** Task data follows **

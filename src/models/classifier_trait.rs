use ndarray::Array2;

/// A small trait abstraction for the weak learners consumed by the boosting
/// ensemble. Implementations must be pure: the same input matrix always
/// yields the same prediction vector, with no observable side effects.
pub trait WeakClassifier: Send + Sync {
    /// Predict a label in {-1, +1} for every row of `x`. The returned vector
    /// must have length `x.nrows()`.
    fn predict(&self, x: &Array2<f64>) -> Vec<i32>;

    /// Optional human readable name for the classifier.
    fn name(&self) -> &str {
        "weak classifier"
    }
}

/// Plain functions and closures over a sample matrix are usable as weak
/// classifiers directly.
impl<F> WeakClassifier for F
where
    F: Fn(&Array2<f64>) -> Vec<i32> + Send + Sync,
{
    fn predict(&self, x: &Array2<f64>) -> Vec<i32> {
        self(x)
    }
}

** End of Task data **
** Task data follows **

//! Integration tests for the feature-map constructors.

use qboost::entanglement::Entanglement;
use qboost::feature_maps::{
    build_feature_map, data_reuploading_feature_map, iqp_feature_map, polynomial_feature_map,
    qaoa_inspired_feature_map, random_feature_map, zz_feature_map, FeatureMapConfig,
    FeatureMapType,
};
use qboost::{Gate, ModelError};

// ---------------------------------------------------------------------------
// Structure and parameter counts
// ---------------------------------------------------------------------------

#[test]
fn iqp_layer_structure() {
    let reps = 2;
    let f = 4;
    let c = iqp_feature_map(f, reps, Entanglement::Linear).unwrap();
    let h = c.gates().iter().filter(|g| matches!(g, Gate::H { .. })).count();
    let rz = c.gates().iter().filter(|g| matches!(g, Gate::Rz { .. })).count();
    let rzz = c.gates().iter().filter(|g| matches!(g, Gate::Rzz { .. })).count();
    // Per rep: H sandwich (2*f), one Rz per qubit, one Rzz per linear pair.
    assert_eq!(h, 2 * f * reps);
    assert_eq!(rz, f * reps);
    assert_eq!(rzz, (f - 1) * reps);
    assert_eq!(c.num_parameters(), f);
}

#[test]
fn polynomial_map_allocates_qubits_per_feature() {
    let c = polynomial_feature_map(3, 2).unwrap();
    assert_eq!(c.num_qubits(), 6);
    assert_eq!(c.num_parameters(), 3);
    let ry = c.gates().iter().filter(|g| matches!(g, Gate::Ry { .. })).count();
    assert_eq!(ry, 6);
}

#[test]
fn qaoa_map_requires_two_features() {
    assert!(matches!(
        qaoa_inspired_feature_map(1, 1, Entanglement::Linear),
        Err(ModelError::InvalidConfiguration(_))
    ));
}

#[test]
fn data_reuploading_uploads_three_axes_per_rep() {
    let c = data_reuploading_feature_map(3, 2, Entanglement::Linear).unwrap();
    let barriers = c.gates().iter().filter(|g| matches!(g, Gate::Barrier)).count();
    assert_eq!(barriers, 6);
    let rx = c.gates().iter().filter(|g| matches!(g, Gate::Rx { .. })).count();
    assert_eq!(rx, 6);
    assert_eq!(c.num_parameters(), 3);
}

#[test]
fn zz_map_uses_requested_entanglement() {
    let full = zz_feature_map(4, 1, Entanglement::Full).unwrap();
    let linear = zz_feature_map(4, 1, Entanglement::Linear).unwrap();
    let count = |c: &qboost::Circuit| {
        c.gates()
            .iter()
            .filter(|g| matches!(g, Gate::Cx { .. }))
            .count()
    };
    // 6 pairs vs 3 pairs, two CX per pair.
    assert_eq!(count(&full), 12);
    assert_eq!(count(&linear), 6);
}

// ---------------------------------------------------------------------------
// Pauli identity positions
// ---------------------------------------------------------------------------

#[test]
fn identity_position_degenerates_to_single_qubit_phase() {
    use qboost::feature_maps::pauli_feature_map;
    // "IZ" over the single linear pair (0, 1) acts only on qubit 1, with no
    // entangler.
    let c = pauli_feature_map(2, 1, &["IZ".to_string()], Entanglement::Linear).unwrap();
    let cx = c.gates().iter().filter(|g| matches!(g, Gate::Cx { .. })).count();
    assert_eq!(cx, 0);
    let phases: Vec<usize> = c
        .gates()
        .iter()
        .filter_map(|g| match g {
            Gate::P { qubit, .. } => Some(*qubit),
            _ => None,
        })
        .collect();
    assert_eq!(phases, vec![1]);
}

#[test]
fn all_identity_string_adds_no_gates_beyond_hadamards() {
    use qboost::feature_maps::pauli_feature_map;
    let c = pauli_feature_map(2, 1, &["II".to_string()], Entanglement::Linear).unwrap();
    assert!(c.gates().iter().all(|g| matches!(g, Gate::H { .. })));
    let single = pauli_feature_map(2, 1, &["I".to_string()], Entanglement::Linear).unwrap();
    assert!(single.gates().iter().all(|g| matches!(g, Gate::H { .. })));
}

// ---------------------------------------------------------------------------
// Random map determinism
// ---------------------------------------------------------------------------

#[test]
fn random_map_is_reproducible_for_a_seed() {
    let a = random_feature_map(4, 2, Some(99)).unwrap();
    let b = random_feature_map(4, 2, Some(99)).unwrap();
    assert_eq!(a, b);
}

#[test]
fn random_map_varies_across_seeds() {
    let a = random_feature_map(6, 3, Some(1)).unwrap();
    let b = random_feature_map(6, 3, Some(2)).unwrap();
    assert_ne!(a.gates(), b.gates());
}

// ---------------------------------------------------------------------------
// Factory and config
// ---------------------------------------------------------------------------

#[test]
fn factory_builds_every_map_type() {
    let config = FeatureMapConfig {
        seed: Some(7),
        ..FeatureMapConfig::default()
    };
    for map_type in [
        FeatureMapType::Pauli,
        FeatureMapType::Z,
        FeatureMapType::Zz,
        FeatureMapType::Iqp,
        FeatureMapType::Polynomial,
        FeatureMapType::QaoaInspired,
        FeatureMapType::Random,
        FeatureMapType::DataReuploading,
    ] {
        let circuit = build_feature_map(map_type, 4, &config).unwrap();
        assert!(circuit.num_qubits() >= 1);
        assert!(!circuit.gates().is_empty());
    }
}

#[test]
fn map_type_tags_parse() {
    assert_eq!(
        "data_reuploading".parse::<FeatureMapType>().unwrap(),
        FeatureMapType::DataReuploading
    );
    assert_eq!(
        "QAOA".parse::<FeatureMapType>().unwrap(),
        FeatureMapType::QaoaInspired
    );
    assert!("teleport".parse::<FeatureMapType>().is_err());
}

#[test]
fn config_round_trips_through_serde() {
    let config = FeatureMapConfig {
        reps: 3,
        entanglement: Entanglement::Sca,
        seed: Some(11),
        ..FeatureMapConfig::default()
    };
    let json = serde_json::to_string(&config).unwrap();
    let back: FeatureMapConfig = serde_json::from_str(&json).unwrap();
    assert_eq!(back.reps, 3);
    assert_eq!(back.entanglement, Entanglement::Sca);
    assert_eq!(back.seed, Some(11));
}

** End of Task data **

**What to work on:**
What is the number of lines above that hold the word "vector"? Answer with that number alone.

**Reply to the task:**
2